Task details: Your answer should be the lines of the data below that contain "Creates".

The data:
━━━━━━
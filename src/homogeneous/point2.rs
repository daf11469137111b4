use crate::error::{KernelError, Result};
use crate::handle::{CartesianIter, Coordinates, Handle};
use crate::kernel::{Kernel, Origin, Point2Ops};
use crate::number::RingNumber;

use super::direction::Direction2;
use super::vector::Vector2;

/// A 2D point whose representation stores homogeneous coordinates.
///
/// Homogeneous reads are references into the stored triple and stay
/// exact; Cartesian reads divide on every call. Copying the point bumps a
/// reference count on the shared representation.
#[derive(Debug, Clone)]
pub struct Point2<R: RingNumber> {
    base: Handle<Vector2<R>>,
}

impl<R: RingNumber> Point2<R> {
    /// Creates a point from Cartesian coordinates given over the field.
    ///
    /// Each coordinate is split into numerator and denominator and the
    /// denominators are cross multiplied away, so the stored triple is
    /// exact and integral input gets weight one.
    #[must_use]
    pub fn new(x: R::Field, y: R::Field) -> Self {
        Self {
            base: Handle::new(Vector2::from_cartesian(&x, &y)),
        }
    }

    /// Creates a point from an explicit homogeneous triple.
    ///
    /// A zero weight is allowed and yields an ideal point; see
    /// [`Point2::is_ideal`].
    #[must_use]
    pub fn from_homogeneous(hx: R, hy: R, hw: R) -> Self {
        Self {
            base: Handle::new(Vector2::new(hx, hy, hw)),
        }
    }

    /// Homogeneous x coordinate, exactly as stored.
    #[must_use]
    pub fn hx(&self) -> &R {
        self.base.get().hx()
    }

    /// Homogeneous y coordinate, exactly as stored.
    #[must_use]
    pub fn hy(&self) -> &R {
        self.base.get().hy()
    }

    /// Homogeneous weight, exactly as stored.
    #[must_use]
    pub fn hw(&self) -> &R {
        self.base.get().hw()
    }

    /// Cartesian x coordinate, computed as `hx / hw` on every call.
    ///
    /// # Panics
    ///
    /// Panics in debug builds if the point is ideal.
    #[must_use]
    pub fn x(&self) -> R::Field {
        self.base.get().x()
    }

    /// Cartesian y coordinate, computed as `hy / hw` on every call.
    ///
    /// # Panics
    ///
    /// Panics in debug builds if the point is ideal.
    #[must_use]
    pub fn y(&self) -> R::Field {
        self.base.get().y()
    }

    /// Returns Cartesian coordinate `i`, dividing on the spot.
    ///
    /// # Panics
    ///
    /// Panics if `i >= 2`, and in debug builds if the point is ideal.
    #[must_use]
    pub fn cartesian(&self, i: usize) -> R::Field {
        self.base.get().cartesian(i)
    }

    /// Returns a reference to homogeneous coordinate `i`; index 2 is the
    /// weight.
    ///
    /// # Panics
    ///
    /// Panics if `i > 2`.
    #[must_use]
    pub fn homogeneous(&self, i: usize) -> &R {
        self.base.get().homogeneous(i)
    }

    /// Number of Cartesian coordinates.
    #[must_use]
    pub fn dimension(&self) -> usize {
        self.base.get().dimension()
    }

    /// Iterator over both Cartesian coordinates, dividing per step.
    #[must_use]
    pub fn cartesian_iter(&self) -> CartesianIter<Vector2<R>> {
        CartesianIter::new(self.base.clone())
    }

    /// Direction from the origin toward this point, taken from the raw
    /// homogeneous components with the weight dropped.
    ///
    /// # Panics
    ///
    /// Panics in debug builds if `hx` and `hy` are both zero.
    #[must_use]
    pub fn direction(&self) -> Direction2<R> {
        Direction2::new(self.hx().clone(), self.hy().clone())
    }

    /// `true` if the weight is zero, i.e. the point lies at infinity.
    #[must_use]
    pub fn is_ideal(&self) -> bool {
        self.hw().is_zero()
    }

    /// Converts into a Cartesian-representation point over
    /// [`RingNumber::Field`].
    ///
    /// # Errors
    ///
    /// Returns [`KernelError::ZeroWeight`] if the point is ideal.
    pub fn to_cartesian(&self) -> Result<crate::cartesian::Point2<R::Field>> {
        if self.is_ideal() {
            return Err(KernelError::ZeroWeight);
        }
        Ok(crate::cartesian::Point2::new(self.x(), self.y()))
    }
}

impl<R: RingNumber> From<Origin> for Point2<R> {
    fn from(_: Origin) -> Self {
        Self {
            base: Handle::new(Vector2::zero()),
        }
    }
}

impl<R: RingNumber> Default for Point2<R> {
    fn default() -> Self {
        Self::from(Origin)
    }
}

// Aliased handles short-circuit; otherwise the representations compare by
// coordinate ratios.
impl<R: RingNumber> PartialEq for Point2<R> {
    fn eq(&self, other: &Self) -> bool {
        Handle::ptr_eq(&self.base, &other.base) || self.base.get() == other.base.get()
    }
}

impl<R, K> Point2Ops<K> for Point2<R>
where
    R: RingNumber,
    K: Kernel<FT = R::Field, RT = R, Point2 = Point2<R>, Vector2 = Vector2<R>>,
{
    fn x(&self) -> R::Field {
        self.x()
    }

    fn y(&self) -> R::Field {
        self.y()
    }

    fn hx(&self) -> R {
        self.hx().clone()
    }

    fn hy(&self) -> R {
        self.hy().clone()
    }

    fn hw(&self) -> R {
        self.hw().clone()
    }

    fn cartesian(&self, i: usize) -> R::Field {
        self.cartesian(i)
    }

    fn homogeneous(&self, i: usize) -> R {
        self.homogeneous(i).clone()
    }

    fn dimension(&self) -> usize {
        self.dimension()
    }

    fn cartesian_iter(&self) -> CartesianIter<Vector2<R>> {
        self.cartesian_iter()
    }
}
━━━━━━
Response:
    /// Creates a point from Cartesian coordinates given over the field.
    /// Creates a point from an explicit homogeneous triple.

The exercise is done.